> **THE PROBLEM**
After locating the line containing "std::fs::write(path, toml_string.as_bytes())?;", restate that line and each one after it exactly, through the last line of the material.

------------------------------------

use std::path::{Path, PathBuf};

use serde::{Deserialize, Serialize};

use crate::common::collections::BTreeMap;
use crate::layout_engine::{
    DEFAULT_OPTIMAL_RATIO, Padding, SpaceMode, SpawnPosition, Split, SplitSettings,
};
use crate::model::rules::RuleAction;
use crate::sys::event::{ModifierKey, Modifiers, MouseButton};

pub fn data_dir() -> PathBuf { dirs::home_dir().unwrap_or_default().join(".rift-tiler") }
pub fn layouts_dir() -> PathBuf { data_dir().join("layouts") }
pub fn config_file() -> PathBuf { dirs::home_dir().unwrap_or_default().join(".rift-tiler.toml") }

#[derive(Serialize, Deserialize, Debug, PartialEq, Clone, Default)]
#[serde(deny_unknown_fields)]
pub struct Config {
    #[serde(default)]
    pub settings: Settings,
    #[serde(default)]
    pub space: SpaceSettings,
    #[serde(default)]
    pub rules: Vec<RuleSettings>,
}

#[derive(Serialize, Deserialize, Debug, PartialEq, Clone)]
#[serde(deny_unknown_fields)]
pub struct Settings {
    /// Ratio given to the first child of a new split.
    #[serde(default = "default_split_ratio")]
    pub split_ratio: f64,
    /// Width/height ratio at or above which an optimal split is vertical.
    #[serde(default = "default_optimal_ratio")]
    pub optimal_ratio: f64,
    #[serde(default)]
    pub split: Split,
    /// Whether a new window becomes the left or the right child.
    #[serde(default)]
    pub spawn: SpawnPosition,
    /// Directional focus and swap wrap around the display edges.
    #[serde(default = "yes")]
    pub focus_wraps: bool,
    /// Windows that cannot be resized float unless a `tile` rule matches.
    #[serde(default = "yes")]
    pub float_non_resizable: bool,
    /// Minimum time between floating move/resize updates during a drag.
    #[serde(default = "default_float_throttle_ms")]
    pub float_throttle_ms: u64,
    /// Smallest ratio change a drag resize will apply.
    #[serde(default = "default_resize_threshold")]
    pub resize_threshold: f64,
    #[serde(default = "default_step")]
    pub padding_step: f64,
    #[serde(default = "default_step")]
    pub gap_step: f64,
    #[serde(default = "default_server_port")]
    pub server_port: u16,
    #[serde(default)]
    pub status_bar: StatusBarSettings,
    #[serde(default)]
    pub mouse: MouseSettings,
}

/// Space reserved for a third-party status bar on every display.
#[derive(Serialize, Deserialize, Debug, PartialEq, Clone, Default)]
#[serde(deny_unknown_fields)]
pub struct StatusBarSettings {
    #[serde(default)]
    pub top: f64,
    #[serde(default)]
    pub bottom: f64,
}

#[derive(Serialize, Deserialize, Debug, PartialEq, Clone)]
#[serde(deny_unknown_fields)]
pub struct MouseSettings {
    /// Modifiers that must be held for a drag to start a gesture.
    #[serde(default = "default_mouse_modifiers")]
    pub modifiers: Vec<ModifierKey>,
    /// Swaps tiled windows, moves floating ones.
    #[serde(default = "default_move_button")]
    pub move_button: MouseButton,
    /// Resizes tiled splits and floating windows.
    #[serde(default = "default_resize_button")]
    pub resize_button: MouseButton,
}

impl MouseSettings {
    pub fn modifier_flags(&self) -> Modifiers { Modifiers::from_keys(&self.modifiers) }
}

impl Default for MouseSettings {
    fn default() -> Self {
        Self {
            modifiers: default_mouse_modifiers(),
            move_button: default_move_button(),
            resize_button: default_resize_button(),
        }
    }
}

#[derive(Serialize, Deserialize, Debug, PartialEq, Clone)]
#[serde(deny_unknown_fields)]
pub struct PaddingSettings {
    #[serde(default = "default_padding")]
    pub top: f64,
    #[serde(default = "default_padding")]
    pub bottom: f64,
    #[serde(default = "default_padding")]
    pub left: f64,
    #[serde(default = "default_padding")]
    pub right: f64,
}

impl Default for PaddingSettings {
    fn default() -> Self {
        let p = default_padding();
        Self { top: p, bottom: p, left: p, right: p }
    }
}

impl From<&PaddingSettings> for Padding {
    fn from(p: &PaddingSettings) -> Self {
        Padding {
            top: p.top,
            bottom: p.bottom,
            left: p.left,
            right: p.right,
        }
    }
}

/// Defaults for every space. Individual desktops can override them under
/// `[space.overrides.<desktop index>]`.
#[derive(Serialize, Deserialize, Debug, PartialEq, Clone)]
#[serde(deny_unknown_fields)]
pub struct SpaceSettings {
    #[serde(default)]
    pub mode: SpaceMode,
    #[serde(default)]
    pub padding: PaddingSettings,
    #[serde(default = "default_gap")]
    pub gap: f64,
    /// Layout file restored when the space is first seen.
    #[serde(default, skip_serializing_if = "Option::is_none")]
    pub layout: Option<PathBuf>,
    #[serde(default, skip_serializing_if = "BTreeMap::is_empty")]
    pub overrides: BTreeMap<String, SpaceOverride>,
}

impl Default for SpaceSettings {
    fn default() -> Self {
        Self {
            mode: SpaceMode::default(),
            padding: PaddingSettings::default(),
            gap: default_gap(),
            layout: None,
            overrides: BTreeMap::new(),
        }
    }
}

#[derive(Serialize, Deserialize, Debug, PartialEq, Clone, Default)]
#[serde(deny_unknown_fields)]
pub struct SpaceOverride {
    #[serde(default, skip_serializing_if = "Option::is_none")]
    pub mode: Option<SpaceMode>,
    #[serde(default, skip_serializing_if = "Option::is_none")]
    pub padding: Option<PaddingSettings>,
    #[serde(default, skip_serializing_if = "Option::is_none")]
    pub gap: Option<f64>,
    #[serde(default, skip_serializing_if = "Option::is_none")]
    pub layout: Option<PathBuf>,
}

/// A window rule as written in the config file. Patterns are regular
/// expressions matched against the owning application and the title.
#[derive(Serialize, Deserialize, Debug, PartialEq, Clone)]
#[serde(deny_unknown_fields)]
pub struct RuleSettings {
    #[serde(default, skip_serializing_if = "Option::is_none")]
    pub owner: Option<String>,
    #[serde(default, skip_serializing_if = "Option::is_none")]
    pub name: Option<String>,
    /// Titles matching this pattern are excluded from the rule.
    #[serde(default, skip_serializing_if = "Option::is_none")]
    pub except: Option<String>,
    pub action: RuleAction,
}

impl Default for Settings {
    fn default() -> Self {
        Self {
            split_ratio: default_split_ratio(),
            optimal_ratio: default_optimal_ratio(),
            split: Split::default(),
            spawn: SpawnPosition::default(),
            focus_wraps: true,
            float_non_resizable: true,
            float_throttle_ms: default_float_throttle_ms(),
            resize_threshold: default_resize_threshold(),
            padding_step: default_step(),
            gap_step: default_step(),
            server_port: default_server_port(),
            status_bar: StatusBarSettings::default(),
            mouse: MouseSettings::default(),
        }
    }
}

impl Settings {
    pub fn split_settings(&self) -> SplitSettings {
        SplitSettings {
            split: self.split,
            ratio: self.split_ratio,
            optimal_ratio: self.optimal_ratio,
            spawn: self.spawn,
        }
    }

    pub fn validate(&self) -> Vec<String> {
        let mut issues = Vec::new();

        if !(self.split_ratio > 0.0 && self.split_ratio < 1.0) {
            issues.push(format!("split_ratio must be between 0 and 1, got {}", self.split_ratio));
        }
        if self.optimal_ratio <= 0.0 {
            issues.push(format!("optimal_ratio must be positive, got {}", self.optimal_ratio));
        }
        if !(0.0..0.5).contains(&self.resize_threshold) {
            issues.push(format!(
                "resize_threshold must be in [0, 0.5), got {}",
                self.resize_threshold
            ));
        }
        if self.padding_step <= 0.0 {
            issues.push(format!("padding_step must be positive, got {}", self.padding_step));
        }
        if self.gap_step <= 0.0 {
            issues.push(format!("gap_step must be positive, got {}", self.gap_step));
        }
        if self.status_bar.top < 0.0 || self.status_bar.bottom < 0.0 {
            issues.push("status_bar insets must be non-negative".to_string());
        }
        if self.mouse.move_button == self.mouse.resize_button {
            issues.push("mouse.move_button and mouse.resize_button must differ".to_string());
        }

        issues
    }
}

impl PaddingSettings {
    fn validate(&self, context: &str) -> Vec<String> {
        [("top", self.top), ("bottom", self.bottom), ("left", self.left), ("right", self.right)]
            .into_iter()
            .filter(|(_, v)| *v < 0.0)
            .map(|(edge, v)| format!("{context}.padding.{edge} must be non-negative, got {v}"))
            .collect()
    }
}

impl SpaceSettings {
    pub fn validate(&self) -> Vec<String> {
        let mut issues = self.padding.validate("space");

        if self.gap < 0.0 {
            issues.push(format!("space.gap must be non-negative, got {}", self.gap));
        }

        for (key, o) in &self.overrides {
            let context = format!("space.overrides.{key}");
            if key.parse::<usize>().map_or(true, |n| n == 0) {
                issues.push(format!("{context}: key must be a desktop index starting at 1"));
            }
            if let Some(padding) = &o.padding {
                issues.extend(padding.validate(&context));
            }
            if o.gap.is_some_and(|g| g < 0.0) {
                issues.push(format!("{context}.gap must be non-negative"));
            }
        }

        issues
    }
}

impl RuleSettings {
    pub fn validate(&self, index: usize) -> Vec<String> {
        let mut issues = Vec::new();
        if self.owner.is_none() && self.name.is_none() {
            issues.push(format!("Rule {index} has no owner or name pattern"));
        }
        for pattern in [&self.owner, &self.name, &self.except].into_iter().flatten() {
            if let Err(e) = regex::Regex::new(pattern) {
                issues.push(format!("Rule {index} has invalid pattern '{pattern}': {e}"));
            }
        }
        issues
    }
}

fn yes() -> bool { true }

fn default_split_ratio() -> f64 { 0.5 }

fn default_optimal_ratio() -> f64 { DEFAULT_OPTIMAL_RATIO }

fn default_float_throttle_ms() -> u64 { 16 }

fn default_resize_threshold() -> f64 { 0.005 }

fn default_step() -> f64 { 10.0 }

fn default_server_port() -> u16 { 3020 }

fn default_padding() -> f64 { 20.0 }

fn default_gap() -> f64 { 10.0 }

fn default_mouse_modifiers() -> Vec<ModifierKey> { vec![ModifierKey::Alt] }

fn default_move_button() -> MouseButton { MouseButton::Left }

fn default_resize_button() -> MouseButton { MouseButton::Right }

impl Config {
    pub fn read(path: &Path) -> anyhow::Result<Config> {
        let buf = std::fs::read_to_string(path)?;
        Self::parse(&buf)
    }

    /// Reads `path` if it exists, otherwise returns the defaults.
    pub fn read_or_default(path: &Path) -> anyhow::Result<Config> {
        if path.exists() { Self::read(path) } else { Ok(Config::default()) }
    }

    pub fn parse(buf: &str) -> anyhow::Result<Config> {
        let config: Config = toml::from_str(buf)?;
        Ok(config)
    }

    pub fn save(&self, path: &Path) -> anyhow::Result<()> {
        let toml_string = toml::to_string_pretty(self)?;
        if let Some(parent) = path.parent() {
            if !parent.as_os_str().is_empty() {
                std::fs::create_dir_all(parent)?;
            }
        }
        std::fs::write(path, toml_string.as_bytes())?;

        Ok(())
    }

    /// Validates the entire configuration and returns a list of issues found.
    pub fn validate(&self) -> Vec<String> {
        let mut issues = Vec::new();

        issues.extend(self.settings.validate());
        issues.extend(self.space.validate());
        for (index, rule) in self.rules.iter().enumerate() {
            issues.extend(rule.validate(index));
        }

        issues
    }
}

------------------------------------

> **SOLUTION FOR THIS PROBLEM**
        std::fs::write(path, toml_string.as_bytes())?;

        Ok(())
    }

    /// Validates the entire configuration and returns a list of issues found.
    pub fn validate(&self) -> Vec<String> {
        let mut issues = Vec::new();

        issues.extend(self.settings.validate());
        issues.extend(self.space.validate());
        for (index, rule) in self.rules.iter().enumerate() {
            issues.extend(rule.validate(index));
        }

        issues
    }
}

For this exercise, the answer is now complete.